Your test report will include one of two possible results for chromosomes 21, 18, 13 and the sex chromosomes. If your test was NIPT 46, you'll also get a result for all of your other chromosomes:
- Low risk result: This means that the expected number of chromosomes was found.
- High-risk result: This means that there are too many or too few copies of a chromosome. A diagnostic test is recommended to confirm the result and should be discussed with your doctor.
NIPT test results
Non-invasive prenatal testing detects, but does not diagnose, chromosomal conditions, as the test cannot tell you with certainty whether or not your baby has a chromosomal disorder.
To find out the implications of the non-surgical prenatal test results in Turkey, and to inquire about any problem women face during pregnancy and before childbirth, do not hesitate to contact us.contact us, Bimaristan center Your family is in Turkey.
If the test indicates that your child is at risk of a chromosomal condition, your doctor may recommend further tests to confirm the diagnosis.
These tests may be more invasive and include:
- Amniocentesis: The fetus is surrounded by amniotic fluid, which is a water-like substance that contains embryonic cells. Amniocentesis is a procedure in which a small amount of amniotic fluid (less than 1 ounce) is taken with a fine needle and inserted into the uterus through the abdomen, under Ultrasound guidance, then the fluid is sent to the laboratory for analysis. This test can be performed between the 14th and 20th week of pregnancy, and this process cannot be performed if a premature birth is suspected.

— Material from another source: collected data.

//! Test doubles for the sensor session and read cache.
use std::{cell::Cell, collections::VecDeque, vec::Vec};

use embedded_hal_async::delay::DelayNs;

use crate::{dht::Monotonic, session::Transport};

/// How a scripted transport answers one read attempt.
#[derive(Debug, Clone, Copy, PartialEq, Eq)]
pub enum Attempt {
    /// Hands out these bytes.
    Frame([u8; 5]),
    /// Never produces a byte.
    Hang,
    /// Fails the first byte.
    Fault,
}

/// Error raised by [`Attempt::Fault`].
#[derive(Debug, Clone, Copy, PartialEq, Eq)]
pub struct Fault;

/// A transport answering each read attempt from a script. Reading past the
/// end of the script panics.
#[derive(Debug, Default)]
pub struct Scripted {
    attempts: VecDeque<Attempt>,
    current: Option<Attempt>,
    index: usize,
    /// Hold tick counts passed to every `start`.
    pub starts: Vec<u32>,
    /// Number of `stop` calls.
    pub stops: usize,
}

impl Scripted {
    pub fn new(attempts: impl IntoIterator<Item = Attempt>) -> Self {
        Self {
            attempts: attempts.into_iter().collect(),
            ..Self::default()
        }
    }
}

impl Transport for Scripted {
    type Error = Fault;

    async fn start(&mut self, hold_ticks: u32) -> Result<(), Fault> {
        self.starts.push(hold_ticks);
        self.current = self.attempts.pop_front();
        self.index = 0;
        Ok(())
    }

    async fn read_byte(&mut self) -> Result<u8, Fault> {
        match self.current {
            Some(Attempt::Frame(bytes)) => {
                let byte = bytes[self.index];
                self.index += 1;
                Ok(byte)
            }
            Some(Attempt::Fault) => Err(Fault),
            Some(Attempt::Hang) => core::future::pending().await,
            None => panic!("script exhausted after {} starts", self.starts.len()),
        }
    }

    fn stop(&mut self) {
        self.stops += 1;
    }
}

/// A millisecond clock moved by hand.
#[derive(Debug, Default)]
pub struct ManualClock {
    now: Cell<u32>,
}

impl ManualClock {
    pub fn set(&self, now: u32) {
        self.now.set(now);
    }
}

impl Monotonic for ManualClock {
    fn ticks_ms(&self) -> u32 {
        self.now.get()
    }
}

/// A delay that completes immediately, recording what was asked of it.
#[derive(Debug, Default)]
pub struct RecordingDelay {
    /// Requested delays, in milliseconds.
    pub millis: Vec<u32>,
}

impl DelayNs for RecordingDelay {
    async fn delay_ns(&mut self, ns: u32) {
        self.millis.push(ns / 1_000_000);
    }

    async fn delay_ms(&mut self, ms: u32) {
        self.millis.push(ms);
    }
}

#[cfg(test)]
mod tests {
    use embassy_futures::block_on;

    use super::*;
    use crate::{decode::dht::Model, session::Session};

    #[test]
    #[should_panic(expected = "script exhausted")]
    fn exhausted_script_panics() {
        let mut transport = Scripted::default();
        block_on(transport.start(0)).ok();
        block_on(transport.read_byte()).ok();
    }

    #[test]
    #[should_panic(expected = "script exhausted")]
    fn reading_past_script_panics() {
        let mut transport = Scripted::new([Attempt::Fault]);
        let mut delay = RecordingDelay::default();
        let mut session = Session::new(&mut transport, &mut delay, Model::Dht22, None);
        block_on(session.read()).ok();
        block_on(session.read()).ok();
    }
}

- Chorionic villus sampling: The chorionic villi are small parts of the placenta that are made up of the fertilized egg, so they usually have the same genes as the fetus. For a chorionic villus sampling test, a small sample of chorionic villi cells is taken from the placenta where it attaches to the wall of the uterus. Either via the vagina and cervix or through the abdomen, the chorionic villus sample is then sent to a laboratory where the cells are grown in a special fluid and tested after a few days. This test can be done between the 10th and 13th weeks of the fetuses' life.
These examinations and tests help to determine the genetic disorder that the fetus may suffer from. They are also used to test paternity, diagnose any infection in the fetus, and ensure the maturity of its lungs.
In the end, we find that the non-surgical prenatal test gives a great advantage over other invasive or surgical methods, as it detects 99% chromosomal abnormalities in the fetus, so it is recommended to conduct it before birth to know what the family will face with the newborn.